Data for processing.
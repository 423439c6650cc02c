use std::collections::HashMap;
use std::fmt;

use rand::Rng;
use serde::{Deserialize, Serialize};

use crate::activation::sigmoid::{sigmoid, sigmoid_derivative};
use crate::error::{NetworkError, Result};
use crate::network::network_config::{NodeParams, WeightBounds};
use crate::optim::rprop::{RpropConfig, RpropState};
use crate::optim::weight_update::WeightUpdate;

/// Handle of a neuron inside the network's arena.
#[derive(Debug, Clone, Copy, PartialEq, Eq, Hash, PartialOrd, Ord, Serialize, Deserialize)]
pub struct NodeId(pub usize);

impl fmt::Display for NodeId {
    fn fmt(&self, f: &mut fmt::Formatter<'_>) -> fmt::Result {
        write!(f, "#{}", self.0)
    }
}

#[derive(Debug, Clone, Copy, PartialEq, Eq, Serialize, Deserialize)]
#[serde(rename_all = "snake_case")]
pub enum NodeKind {
    Input,
    Hidden,
    Output,
}

impl NodeKind {
    pub fn name(&self) -> &'static str {
        match self {
            NodeKind::Input => "input",
            NodeKind::Hidden => "hidden",
            NodeKind::Output => "output",
        }
    }
}

/// Weighted incoming edge.
#[derive(Debug, Clone, Copy, PartialEq)]
pub struct InputEdge {
    pub source: NodeId,
    pub weight: f64,
}

/// Error credit a neuron hands back to one of its predecessors.
pub type BackSignal = (NodeId, f64);

/// When a completed backward wave changes a neuron's weights.
#[derive(Debug, Clone, Copy, PartialEq, Eq)]
pub enum UpdateTiming {
    /// Right away, from this wave's gradient.
    Immediate,
    /// Collected until `Node::apply_deferred`, which applies the mean.
    Deferred,
}

/// Gradient sums of the backward waves since the last applied update.
#[derive(Debug, Clone, Default)]
struct GradientSums {
    bias: f64,
    // input·delta per edge, in edge order.
    edges: Vec<f64>,
    waves: usize,
}

/// Receiving side of a neuron: bias, weighted edges and the forward-wave
/// accumulator.
#[derive(Debug, Clone)]
struct Fanin {
    bias_weight: f64,
    edges: Vec<InputEdge>,
    index: HashMap<NodeId, usize>,
    pending: HashMap<NodeId, f64>,
    // Values that completed the last forward wave, in edge order.
    last_inputs: Vec<f64>,
    params: NodeParams,
    update: WeightUpdate,
    deferred: Option<GradientSums>,
}

impl Fanin {
    fn new(bias_weight: f64, params: NodeParams) -> Fanin {
        Fanin {
            bias_weight,
            edges: Vec::new(),
            index: HashMap::new(),
            pending: HashMap::new(),
            last_inputs: Vec::new(),
            params,
            update: WeightUpdate::Fixed,
            deferred: None,
        }
    }

    fn store(&mut self, node: NodeId, source: NodeId, value: f64) -> Result<bool> {
        if !self.index.contains_key(&source) {
            return Err(NetworkError::UnconnectedSource { node, source_id: source });
        }
        if self.pending.contains_key(&source) {
            return Err(NetworkError::DuplicateDelivery { node, peer: source });
        }
        self.pending.insert(source, value);
        Ok(self.pending.len() == self.edges.len())
    }

    /// Consumes a complete set of pending inputs and returns the weighted sum.
    fn collect(&mut self) -> f64 {
        let pending = &self.pending;
        self.last_inputs = self
            .edges
            .iter()
            .map(|edge| pending.get(&edge.source).copied().unwrap_or(0.0))
            .collect();
        self.pending.clear();

        self.edges
            .iter()
            .zip(&self.last_inputs)
            .fold(self.bias_weight, |acc, (edge, input)| acc + edge.weight * input)
    }

    /// Takes the gradient for `delta` and returns the signals owed to every
    /// predecessor, computed with the pre-update weights.
    fn learn(&mut self, delta: f64, timing: UpdateTiming) -> Vec<BackSignal> {
        let signals = self
            .edges
            .iter()
            .map(|edge| (edge.source, delta * edge.weight))
            .collect();

        let input_terms: Vec<f64> = (0..self.edges.len())
            .map(|k| self.last_inputs.get(k).copied().unwrap_or(0.0) * delta)
            .collect();
        match timing {
            UpdateTiming::Immediate => self.apply(delta, &input_terms),
            UpdateTiming::Deferred => {
                let sums = self.deferred.get_or_insert_with(GradientSums::default);
                sums.edges.resize(input_terms.len(), 0.0);
                sums.bias += delta;
                for (sum, term) in sums.edges.iter_mut().zip(&input_terms) {
                    *sum += term;
                }
                sums.waves += 1;
            }
        }

        signals
    }

    /// One weight step. `input_terms[k]` is the loss gradient of edge `k`
    /// before the regularization term.
    fn apply(&mut self, bias_gradient: f64, input_terms: &[f64]) {
        let NodeParams { learning_rate, regularization } = self.params;
        self.bias_weight += self.update.bias_change(bias_gradient, learning_rate);
        for (k, edge) in self.edges.iter_mut().enumerate() {
            let term = input_terms.get(k).copied().unwrap_or(0.0);
            let gradient = term + regularization * edge.weight;
            edge.weight += self.update.edge_change(k, gradient, learning_rate);
        }
    }

    fn apply_deferred(&mut self) -> bool {
        let Some(sums) = self.deferred.take() else {
            return false;
        };
        let waves = sums.waves.max(1) as f64;
        let means: Vec<f64> = sums.edges.iter().map(|sum| sum / waves).collect();
        self.apply(sums.bias / waves, &means);
        true
    }

    fn reset<R: Rng + ?Sized>(&mut self, bounds: &WeightBounds, rng: &mut R) {
        self.bias_weight = bounds.sample(rng);
        for edge in &mut self.edges {
            edge.weight = bounds.sample(rng);
        }
        self.pending.clear();
        self.last_inputs.clear();
        self.deferred = None;
        self.update.reset();
    }
}

/// Sending side of a neuron: successors and the backward-wave accumulator.
#[derive(Debug, Clone, Default)]
struct Fanout {
    targets: Vec<NodeId>,
    pending: HashMap<NodeId, f64>,
}

impl Fanout {
    fn store(&mut self, node: NodeId, target: NodeId, signal: f64) -> Result<Option<f64>> {
        if !self.targets.contains(&target) {
            return Err(NetworkError::UnconnectedTarget { node, target });
        }
        if self.pending.contains_key(&target) {
            return Err(NetworkError::DuplicateDelivery { node, peer: target });
        }
        self.pending.insert(target, signal);
        if self.pending.len() < self.targets.len() {
            return Ok(None);
        }

        let pending = &self.pending;
        let delta = self
            .targets
            .iter()
            .map(|t| pending.get(t).copied().unwrap_or(0.0))
            .sum();
        self.pending.clear();
        Ok(Some(delta))
    }
}

#[derive(Debug, Clone)]
enum Role {
    Input { fanout: Fanout },
    Hidden { fanin: Fanin, fanout: Fanout },
    Output { fanin: Fanin },
}

/// A single neuron.
///
/// Forward: input neurons are fed a raw value; every other neuron collects
/// one value per incoming edge and fires `sigmoid(bias + Σ w·x)` once the set
/// is complete. Backward: output neurons take the raw error directly, every
/// other neuron collects one signal per outgoing edge, updates its own weights
/// and hands `delta·w` back to each predecessor.
#[derive(Debug, Clone)]
pub struct Node {
    id: NodeId,
    activation: f64,
    role: Role,
}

What needs to be done.
Copy out precisely the lines from the line with "of its predecessors." to the line with "fn store(&mut self, node: NodeId, source: NodeId, value: f64)" in the material above, including those two lines and omitting all the rest.

Solution to the exercise.
/// Error credit a neuron hands back to one of its predecessors.
pub type BackSignal = (NodeId, f64);

/// When a completed backward wave changes a neuron's weights.
#[derive(Debug, Clone, Copy, PartialEq, Eq)]
pub enum UpdateTiming {
    /// Right away, from this wave's gradient.
    Immediate,
    /// Collected until `Node::apply_deferred`, which applies the mean.
    Deferred,
}

/// Gradient sums of the backward waves since the last applied update.
#[derive(Debug, Clone, Default)]
struct GradientSums {
    bias: f64,
    // input·delta per edge, in edge order.
    edges: Vec<f64>,
    waves: usize,
}

/// Receiving side of a neuron: bias, weighted edges and the forward-wave
/// accumulator.
#[derive(Debug, Clone)]
struct Fanin {
    bias_weight: f64,
    edges: Vec<InputEdge>,
    index: HashMap<NodeId, usize>,
    pending: HashMap<NodeId, f64>,
    // Values that completed the last forward wave, in edge order.
    last_inputs: Vec<f64>,
    params: NodeParams,
    update: WeightUpdate,
    deferred: Option<GradientSums>,
}

impl Fanin {
    fn new(bias_weight: f64, params: NodeParams) -> Fanin {
        Fanin {
            bias_weight,
            edges: Vec::new(),
            index: HashMap::new(),
            pending: HashMap::new(),
            last_inputs: Vec::new(),
            params,
            update: WeightUpdate::Fixed,
            deferred: None,
        }
    }

    fn store(&mut self, node: NodeId, source: NodeId, value: f64) -> Result<bool> {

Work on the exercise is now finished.